The next ring would represent names applied by Spanish influence
in the area. Examples are Rio Dolores, for "The River of Sorrows"; La Plata, from the Spanish for "silver"; and Piedra, meaning "rock," a name applied widely but deriving specifically from Spanish recognition of Chimney Rock as a landmark.
A succeeding growth ring could be interpreted as Anglo titles reflecting the
character of natural features. Pioneers and early surveyors applied names like Lizard Head, Sharkstooth Peak and the Needle Mountains to some of the areas
most striking features. This explains-the abundance of Willow, Baldy and Bear names found among San Juan place names, including Grizzly Peak, named in commemoration of a rheumatic prospector's winning race with a bear down one of its gulches.

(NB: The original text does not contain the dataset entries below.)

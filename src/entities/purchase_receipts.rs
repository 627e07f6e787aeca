use chrono::NaiveDate;
use sea_orm::entity::prelude::*;
use serde::{Deserialize, Serialize};

use super::DocStatus;

#[derive(Clone, Debug, PartialEq, Eq, DeriveEntityModel, Serialize, Deserialize)]
#[sea_orm(table_name = "purchase_receipts")]
pub struct Model {
    #[sea_orm(primary_key, auto_increment = false)]
    pub name: String,
    pub supplier: String,
    pub posting_date: NaiveDate,
    pub docstatus: DocStatus,
}

#[derive(Copy, Clone, Debug, EnumIter, DeriveRelation)]
pub enum Relation {
    #[sea_orm(has_many = "super::purchase_receipt_items::Entity")]
    PurchaseReceiptItems,
}

impl Related<super::purchase_receipt_items::Entity> for Entity {
    fn to() -> RelationDef {
        Relation::PurchaseReceiptItems.def()
    }
}

impl ActiveModelBehavior for ActiveModel {}
#[cfg(test)]
mod tests {
    use super::*;

    fn heaps(sizes: &[(u64, bool)]) -> vk::PhysicalDeviceMemoryProperties {
        let mut memory = vk::PhysicalDeviceMemoryProperties::default();
        memory.memory_heap_count = sizes.len() as u32;
        for (i, &(size, device_local)) in sizes.iter().enumerate() {
            memory.memory_heaps[i] = vk::MemoryHeap {
                size,
                flags: if device_local {
                    vk::MemoryHeapFlags::DEVICE_LOCAL
                } else {
                    vk::MemoryHeapFlags::empty()
                },
            };
        }
        memory
    }

    fn candidate(
        device_type: vk::PhysicalDeviceType,
        memory: vk::PhysicalDeviceMemoryProperties,
    ) -> DeviceCandidate {
        DeviceCandidate {
            handle: vk::PhysicalDevice::null(),
            properties: vk::PhysicalDeviceProperties {
                device_type,
                ..Default::default()
            },
            memory,
            queue_families: Vec::new(),
            present_support: Vec::new(),
            surface_caps: vk::SurfaceCapabilitiesKHR::default(),
            surface_formats: vec![vk::SurfaceFormatKHR::default()],
            present_modes: vec![vk::PresentModeKHR::FIFO],
        }
    }

    fn queue_family(flags: vk::QueueFlags, count: u32) -> vk::QueueFamilyProperties {
        vk::QueueFamilyProperties {
            queue_flags: flags,
            queue_count: count,
            ..Default::default()
        }
    }

    #[test]
    fn vram_sums_only_device_local_heaps() {
        let memory = heaps(&[(4096, true), (8192, false), (1024, true)]);
        assert_eq!(device_local_vram(&memory), 5120);
    }

    #[test]
    fn picks_discrete_gpu_with_most_vram() {
        let candidates = vec![
            candidate(vk::PhysicalDeviceType::DISCRETE_GPU, heaps(&[(1024, true)])),
            candidate(vk::PhysicalDeviceType::DISCRETE_GPU, heaps(&[(4096, true)])),
            candidate(vk::PhysicalDeviceType::DISCRETE_GPU, heaps(&[(2048, true)])),
        ];
        assert_eq!(pick_physical_device(&candidates), Some(1));
    }

    #[test]
    fn selected_vram_dominates_all_eligible_candidates() {
        let candidates = vec![
            candidate(vk::PhysicalDeviceType::DISCRETE_GPU, heaps(&[(300, true)])),
            candidate(
                vk::PhysicalDeviceType::DISCRETE_GPU,
                heaps(&[(100, true), (250, true)]),
            ),
            candidate(vk::PhysicalDeviceType::DISCRETE_GPU, heaps(&[(200, true)])),
        ];
        let winner = pick_physical_device(&candidates).unwrap();
        let winner_vram = device_local_vram(&candidates[winner].memory);
        for other in &candidates {
            assert!(winner_vram >= device_local_vram(&other.memory));
        }
    }

    #[test]
    fn vram_tie_keeps_first_enumerated() {
        let candidates = vec![
            candidate(vk::PhysicalDeviceType::DISCRETE_GPU, heaps(&[(4096, true)])),
            candidate(vk::PhysicalDeviceType::DISCRETE_GPU, heaps(&[(4096, true)])),
        ];
        assert_eq!(pick_physical_device(&candidates), Some(0));
    }

    #[test]
    fn integrated_gpu_is_filtered_out() {
        let candidates = vec![
            candidate(vk::PhysicalDeviceType::INTEGRATED_GPU, heaps(&[(8192, true)])),
            candidate(vk::PhysicalDeviceType::DISCRETE_GPU, heaps(&[(1024, true)])),
        ];
        assert_eq!(pick_physical_device(&candidates), Some(1));
    }

    #[test]
    fn candidate_without_formats_or_modes_is_rejected() {
        let mut no_formats =
            candidate(vk::PhysicalDeviceType::DISCRETE_GPU, heaps(&[(8192, true)]));
        no_formats.surface_formats.clear();

        let mut no_modes = candidate(vk::PhysicalDeviceType::DISCRETE_GPU, heaps(&[(8192, true)]));
        no_modes.present_modes.clear();

        let ok = candidate(vk::PhysicalDeviceType::DISCRETE_GPU, heaps(&[(512, true)]));

        assert_eq!(pick_physical_device(&[no_formats, no_modes, ok]), Some(2));
    }

    #[test]
    fn no_eligible_candidate_yields_none() {
        let zero_vram = candidate(vk::PhysicalDeviceType::DISCRETE_GPU, heaps(&[(0, true)]));
        let host_only =
            candidate(vk::PhysicalDeviceType::DISCRETE_GPU, heaps(&[(8192, false)]));
        assert_eq!(pick_physical_device(&[zero_vram, host_only]), None);
        assert_eq!(pick_physical_device(&[]), None);
    }

    #[test]
    fn queue_family_needs_graphics_and_present() {
        let mut gpu = candidate(vk::PhysicalDeviceType::DISCRETE_GPU, heaps(&[(1024, true)]));
        gpu.queue_families = vec![
            queue_family(vk::QueueFlags::TRANSFER, 8),
            queue_family(vk::QueueFlags::GRAPHICS, 4),
            queue_family(vk::QueueFlags::GRAPHICS | vk::QueueFlags::COMPUTE, 2),
        ];
        gpu.present_support = vec![true, false, true];

        assert_eq!(pick_queue_family(&gpu), Some(2));
    }

    #[test]
    fn queue_family_prefers_greatest_count_first_on_tie() {
        let mut gpu = candidate(vk::PhysicalDeviceType::DISCRETE_GPU, heaps(&[(1024, true)]));
        gpu.queue_families = vec![
            queue_family(vk::QueueFlags::GRAPHICS, 2),
            queue_family(vk::QueueFlags::GRAPHICS, 4),
            queue_family(vk::QueueFlags::GRAPHICS, 4),
        ];
        gpu.present_support = vec![true, true, true];

        assert_eq!(pick_queue_family(&gpu), Some(1));
    }

    #[test]
    fn queue_family_none_when_nothing_qualifies() {
        let mut gpu = candidate(vk::PhysicalDeviceType::DISCRETE_GPU, heaps(&[(1024, true)]));
        gpu.queue_families = vec![queue_family(vk::QueueFlags::GRAPHICS, 0)];
        gpu.present_support = vec![true];
        assert_eq!(pick_queue_family(&gpu), None);

        gpu.queue_families = vec![queue_family(vk::QueueFlags::GRAPHICS, 4)];
        gpu.present_support = vec![false];
        assert_eq!(pick_queue_family(&gpu), None);
    }
}
// Mesh data and GPU buffers
//
// A model is loaded from an OBJ file into CPU-side vertex/index vectors,
// uploaded once with build_buffers, then drawn every frame. Faces are
// triangulated and expanded to one vertex per face index, so the index
// buffer is the sequence 0..n.

use std::io::BufRead;
use std::path::Path;
use std::sync::Arc;

use anyhow::{Context, Result};
use ash::vk;
use bytemuck::{Pod, Zeroable};
use glam::{Vec2, Vec3};

use crate::backend::{Buffer, VulkanContext};

#[repr(C)]
#[derive(Clone, Copy, Debug, PartialEq, Pod, Zeroable)]
pub struct Vertex {
    pub pos: Vec3,
    pub tex: Vec2,
}

struct ModelBuffers {
    vertex: Buffer,
    index: Buffer,
}

#[derive(Default)]
pub struct Model {
    pub vertices: Vec<Vertex>,
    pub indices: Vec<u32>,
    buffers: Option<ModelBuffers>,
}

impl Model {
    pub fn from_obj(path: impl AsRef<Path>) -> Result<Self> {
        let path = path.as_ref();
        let file = std::fs::File::open(path)
            .with_context(|| format!("Failed to open model file {:?}", path))?;
        let mut reader = std::io::BufReader::new(file);
        Self::from_obj_reader(&mut reader)
            .with_context(|| format!("Failed to load model {:?}", path))
    }

    fn from_obj_reader(reader: &mut impl BufRead) -> Result<Self> {
        let (meshes, _materials) = tobj::load_obj_buf(
            reader,
            &tobj::LoadOptions {
                triangulate: true,
                single_index: true,
                ..Default::default()
            },
            // Materials are not used; swallow any mtllib reference
            |_| Ok((Vec::new(), Default::default())),
        )?;

        let mut model = Self::default();

        for mesh in &meshes {
            let mesh = &mesh.mesh;
            for &index in &mesh.indices {
                let i = index as usize;
                let pos = Vec3::new(
                    mesh.positions[3 * i],
                    mesh.positions[3 * i + 1],
                    mesh.positions[3 * i + 2],
                );
                // OBJ texture space is bottom-up
                let tex = if mesh.texcoords.is_empty() {
                    Vec2::ZERO
                } else {
                    Vec2::new(mesh.texcoords[2 * i], 1.0 - mesh.texcoords[2 * i + 1])
                };

                model.indices.push(model.indices.len() as u32);
                model.vertices.push(Vertex { pos, tex });
            }
        }

        anyhow::ensure!(!model.vertices.is_empty(), "Model contains no geometry");
        Ok(model)
    }

    /// Upload the vertex and index data; the model is immutable afterwards.
    pub fn build_buffers(&mut self, ctx: &Arc<VulkanContext>) -> Result<()> {
        let index = Buffer::from_data(
            ctx,
            "model indices",
            vk::BufferUsageFlags::INDEX_BUFFER,
            &self.indices,
        )?;
        let vertex = Buffer::from_data(
            ctx,
            "model vertices",
            vk::BufferUsageFlags::VERTEX_BUFFER,
            &self.vertices,
        )?;

        self.buffers = Some(ModelBuffers { vertex, index });
        Ok(())
    }

    pub fn index_count(&self) -> u32 {
        self.indices.len() as u32
    }

    /// Record one indexed draw of the whole mesh.
    pub fn record_draw(&self, device: &ash::Device, cmd: vk::CommandBuffer) {
        debug_assert!(self.buffers.is_some(), "draw before build_buffers");
        let Some(buffers) = &self.buffers else {
            return;
        };

        unsafe {
            device.cmd_bind_index_buffer(cmd, buffers.index.handle(), 0, vk::IndexType::UINT32);
            device.cmd_bind_vertex_buffers(cmd, 0, &[buffers.vertex.handle()], &[0]);
            device.cmd_draw_indexed(cmd, self.index_count(), 1, 0, 0, 0);
        }
    }
}

#[cfg(test)]
mod tests {
    use super::*;

    // One quad with texcoords; triangulation yields two triangles
    const QUAD_OBJ: &[u8] = b"\
v 0.0 0.0 0.0
v 1.0 0.0 0.0
v 1.0 1.0 0.0
v 0.0 1.0 0.0
vt 0.0 0.0
vt 1.0 0.0
vt 1.0 1.0
vt 0.0 1.0
f 1/1 2/2 3/3 4/4
";

    fn load_quad() -> Model {
        Model::from_obj_reader(&mut &QUAD_OBJ[..]).unwrap()
    }

    #[test]
    fn ingestion_produces_sequential_indices() {
        let model = load_quad();
        assert_eq!(model.indices.len(), 6);
        let expected: Vec<u32> = (0..6).collect();
        assert_eq!(model.indices, expected);
    }

    #[test]
    fn index_buffer_matches_vertex_expansion() {
        let model = load_quad();
        assert_eq!(model.vertices.len(), model.indices.len());
        assert_eq!(model.index_count() as usize, model.indices.len());
    }

    #[test]
    fn texcoords_are_vertically_flipped() {
        let model = load_quad();
        let origin_corner = model
            .vertices
            .iter()
            .find(|v| v.pos == Vec3::ZERO)
            .expect("quad corner at the origin");
        assert_eq!(origin_corner.tex, Vec2::new(0.0, 1.0));
    }

    #[test]
    fn empty_obj_is_rejected() {
        assert!(Model::from_obj_reader(&mut &b"# nothing here\n"[..]).is_err());
    }

    #[test]
    fn missing_texcoords_default_to_zero() {
        let obj = b"\
v 0.0 0.0 0.0
v 1.0 0.0 0.0
v 0.0 1.0 0.0
f 1 2 3
";
        let model = Model::from_obj_reader(&mut &obj[..]).unwrap();
        assert_eq!(model.vertices.len(), 3);
        assert!(model.vertices.iter().all(|v| v.tex == Vec2::ZERO));
    }

    #[test]
    fn vertex_layout_is_tightly_packed() {
        assert_eq!(std::mem::size_of::<Vertex>(), 20);
    }
}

The outer layer of growth would come from the naming of natural features by the new western explorers after contemporaries. A profusion of colorful stories exist here, among them Williams Creek, harking back to pioneer guide and trapper "Old Bill" Williams; Windom Peak, named for President James A. Garfield's secretary of the treasury; and McPhee, named for early lumber company owner William P. McPhee. Elbert Creek is among several features bearing the name of Samuel H. Elbert, Colorado's sixth territorial governor and eventual chief justice of the Colorado Supreme Court. Endlich Mesa was named for Frederick M. Endlich, a leading geologist with the first U.S. Geologic Survey expedition of F.Y. Hayden into this region. .

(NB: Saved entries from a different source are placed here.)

// vkr - a minimal real-time Vulkan renderer
//
// main.rs owns the window and input; everything GPU-side lives behind
// renderer::Renderer. The event loop requests a redraw every iteration,
// and each redraw drives exactly one frame: update the camera from input,
// then hand it to the renderer.

mod backend;
mod camera;
mod config;
mod model;
mod renderer;

use std::collections::HashSet;
use std::time::Instant;

use anyhow::Result;
use glam::Vec3;
use winit::application::ApplicationHandler;
use winit::dpi::PhysicalSize;
use winit::event::{DeviceEvent, DeviceId, ElementState, MouseButton, WindowEvent};
use winit::event_loop::{ActiveEventLoop, EventLoop};
use winit::keyboard::{KeyCode, PhysicalKey};
use winit::window::{CursorGrabMode, Fullscreen, Window, WindowAttributes, WindowId};

use camera::Camera;
use config::Config;
use model::Model;
use renderer::Renderer;

const CAMERA_SPEED: f32 = 5.0;
const LOOK_SPEED: f32 = 0.25;

fn main() -> Result<()> {
    env_logger::Builder::from_default_env()
        .filter_level(log::LevelFilter::Info)
        .parse_default_env()
        .init();

    let config = Config::load();
    log::info!(
        "Window: {}x{} ({})",
        config.window.width,
        config.window.height,
        if config.window.fullscreen {
            "fullscreen"
        } else {
            "windowed"
        }
    );

    let event_loop = EventLoop::new()?;
    let mut app = App::new(config);
    event_loop.run_app(&mut app)?;
    Ok(())
}

struct App {
    config: Config,

    // The renderer borrows the window's surface at creation, so it is
    // declared first and dropped first
    renderer: Option<Renderer>,
    window: Option<Window>,

    camera: Camera,
    yaw: f32,
    pitch: f32,
    pressed: HashSet<KeyCode>,
    mouse_focus: bool,

    is_minimized: bool,

    frame_count: u32,
    last_fps_update: Instant,
    last_frame_time: Instant,
}

impl App {
    fn new(config: Config) -> Self {
        let camera = Camera {
            pos: Vec3::new(-5.0, -10.0, 0.0),
            dir: (Vec3::ZERO - Vec3::new(-5.0, -10.0, 0.0)).normalize(),
            up: Vec3::new(0.0, 0.0, -1.0),
            fov: 45.0,
            aspect: config.window.width as f32 / config.window.height as f32,
        };
        let yaw = camera.dir.y.atan2(camera.dir.x).to_degrees();
        let pitch = (-camera.dir.z).asin().to_degrees();

        let now = Instant::now();
        Self {
            config,
            renderer: None,
            window: None,
            camera,
            yaw,
            pitch,
            pressed: HashSet::new(),
            mouse_focus: false,
            is_minimized: false,
            frame_count: 0,
            last_fps_update: now,
            last_frame_time: now,
        }
    }

    fn init(&mut self, event_loop: &ActiveEventLoop) -> Result<()> {
        let mut attributes = WindowAttributes::default()
            .with_title(&self.config.window.title)
            .with_inner_size(PhysicalSize::new(
                self.config.window.width,
                self.config.window.height,
            ));
        if self.config.window.fullscreen {
            attributes = attributes.with_fullscreen(Some(Fullscreen::Borderless(None)));
        }

        let window = event_loop.create_window(attributes)?;

        let mut renderer = Renderer::new(&window, &self.config)?;

        let model = Model::from_obj(&self.config.assets.model)?;
        log::info!(
            "Loaded model {:?}: {} vertices",
            self.config.assets.model,
            model.vertices.len()
        );
        renderer.add_model(model)?;

        self.renderer = Some(renderer);
        self.window = Some(window);
        Ok(())
    }

    fn tick(&mut self, event_loop: &ActiveEventLoop) {
        let now = Instant::now();
        let delta = now.duration_since(self.last_frame_time).as_secs_f32();
        self.last_frame_time = now;

        if self.is_minimized {
            return;
        }

        self.update_camera(delta);

        let Some(renderer) = self.renderer.as_mut() else {
            return;
        };

        match renderer.draw_frame(&self.camera) {
            Ok(true) => self.update_fps(now),
            Ok(false) => {}
            Err(e) => {
                log::error!("fatal frame error: {:#}", e);
                event_loop.exit();
            }
        }
    }

    fn update_camera(&mut self, delta: f32) {
        let dir = self.camera.dir;
        let right = dir.cross(self.camera.up).normalize();
        let step = CAMERA_SPEED * delta;

        if self.pressed.contains(&KeyCode::KeyW) {
            self.camera.pos += step * dir;
        }
        if self.pressed.contains(&KeyCode::KeyS) {
            self.camera.pos -= step * dir;
        }
        if self.pressed.contains(&KeyCode::KeyD) {
            self.camera.pos += step * right;
        }
        if self.pressed.contains(&KeyCode::KeyA) {
            self.camera.pos -= step * right;
        }
    }

    fn look(&mut self, dx: f64, dy: f64) {
        self.yaw = (self.yaw + LOOK_SPEED * dx as f32) % 360.0;
        self.pitch = (self.pitch - LOOK_SPEED * dy as f32).clamp(-89.0, 89.0);

        let (yaw, pitch) = (self.yaw.to_radians(), self.pitch.to_radians());
        self.camera.dir = Vec3::new(
            yaw.cos() * pitch.cos(),
            yaw.sin() * pitch.cos(),
            -pitch.sin(),
        )
        .normalize();
    }

    fn set_mouse_focus(&mut self, focus: bool) {
        let Some(window) = &self.window else { return };

        if focus {
            if let Err(e) = window
                .set_cursor_grab(CursorGrabMode::Confined)
                .or_else(|_| window.set_cursor_grab(CursorGrabMode::Locked))
            {
                log::warn!("Cannot grab cursor: {}", e);
                return;
            }
            window.set_cursor_visible(false);
        } else {
            let _ = window.set_cursor_grab(CursorGrabMode::None);
            window.set_cursor_visible(true);
        }

        self.mouse_focus = focus;
    }

    fn update_fps(&mut self, now: Instant) {
        if !self.config.debug.show_fps {
            return;
        }

        self.frame_count += 1;

        let elapsed = now.duration_since(self.last_fps_update).as_secs_f32();
        if elapsed >= 1.0 {
            let fps = self.frame_count as f32 / elapsed;
            if let Some(window) = &self.window {
                window.set_title(&format!(
                    "{} - {:.0} FPS ({:.2}ms)",
                    self.config.window.title,
                    fps,
                    1000.0 / fps.max(1.0)
                ));
            }
            self.frame_count = 0;
            self.last_fps_update = now;
        }
    }
}

impl ApplicationHandler for App {
    fn resumed(&mut self, event_loop: &ActiveEventLoop) {
        if self.window.is_some() {
            return;
        }

        if let Err(e) = self.init(event_loop) {
            log::error!("fatal error: {:#}", e);
            event_loop.exit();
        }
    }

    fn window_event(
        &mut self,
        event_loop: &ActiveEventLoop,
        _id: WindowId,
        event: WindowEvent,
    ) {
        match event {
            WindowEvent::CloseRequested => {
                log::info!("Close requested, shutting down");
                event_loop.exit();
            }

            WindowEvent::Resized(size) => {
                if size.width == 0 || size.height == 0 {
                    self.is_minimized = true;
                } else {
                    self.is_minimized = false;
                    if let Some(renderer) = self.renderer.as_mut() {
                        renderer.invalidate_swapchain();
                    }
                }
            }

            WindowEvent::RedrawRequested => {
                self.tick(event_loop);
            }

            WindowEvent::KeyboardInput { event, .. } => {
                let PhysicalKey::Code(key) = event.physical_key else {
                    return;
                };

                match event.state {
                    ElementState::Pressed => {
                        self.pressed.insert(key);
                        match key {
                            KeyCode::Escape => event_loop.exit(),
                            KeyCode::Digit1 => self.set_mouse_focus(false),
                            KeyCode::KeyI => {
                                log::info!(
                                    "camera pos {:.2} {:.2} {:.2}, dir {:.2} {:.2} {:.2}",
                                    self.camera.pos.x,
                                    self.camera.pos.y,
                                    self.camera.pos.z,
                                    self.camera.dir.x,
                                    self.camera.dir.y,
                                    self.camera.dir.z,
                                );
                            }
                            _ => {}
                        }
                    }
                    ElementState::Released => {
                        self.pressed.remove(&key);
                    }
                }
            }

            WindowEvent::MouseInput {
                state: ElementState::Pressed,
                button: MouseButton::Left,
                ..
            } => {
                self.set_mouse_focus(true);
            }

            _ => {}
        }
    }

    fn device_event(
        &mut self,
        _event_loop: &ActiveEventLoop,
        _device_id: DeviceId,
        event: DeviceEvent,
    ) {
        if let DeviceEvent::MouseMotion { delta: (dx, dy) } = event {
            if self.mouse_focus {
                self.look(dx, dy);
            }
        }
    }

    fn about_to_wait(&mut self, _event_loop: &ActiveEventLoop) {
        if let Some(window) = &self.window {
            window.request_redraw();
        }
    }
}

Some names reflect an even more contemporary view, such as the Peak One and Peak Two terminology applied to various summits in the Needle Mountains in an attempt to keep them straight - these titles number all the way through Peak Fourteen. Yet other names are subtly disappearing from maps, such as Parrott Peak, named after San Francisco banker Tibercio Parrott, a heavy investor in the early prospecting in La Plata Canyon and namesake of the now vanished Parrott City, once the county seat of La Plata County. Another is Debs, the name applied to a ranching community on the East Fork of the Piedra River and west of Pagosa Peak. This community was named after socialist presidential candidate Eugene Y. Debs, and it even had a post office of that name from 1915 to 1925.
A further study of the San Juan National Forest place names will give you
an interesting view of the history and cultural development of our region and nation.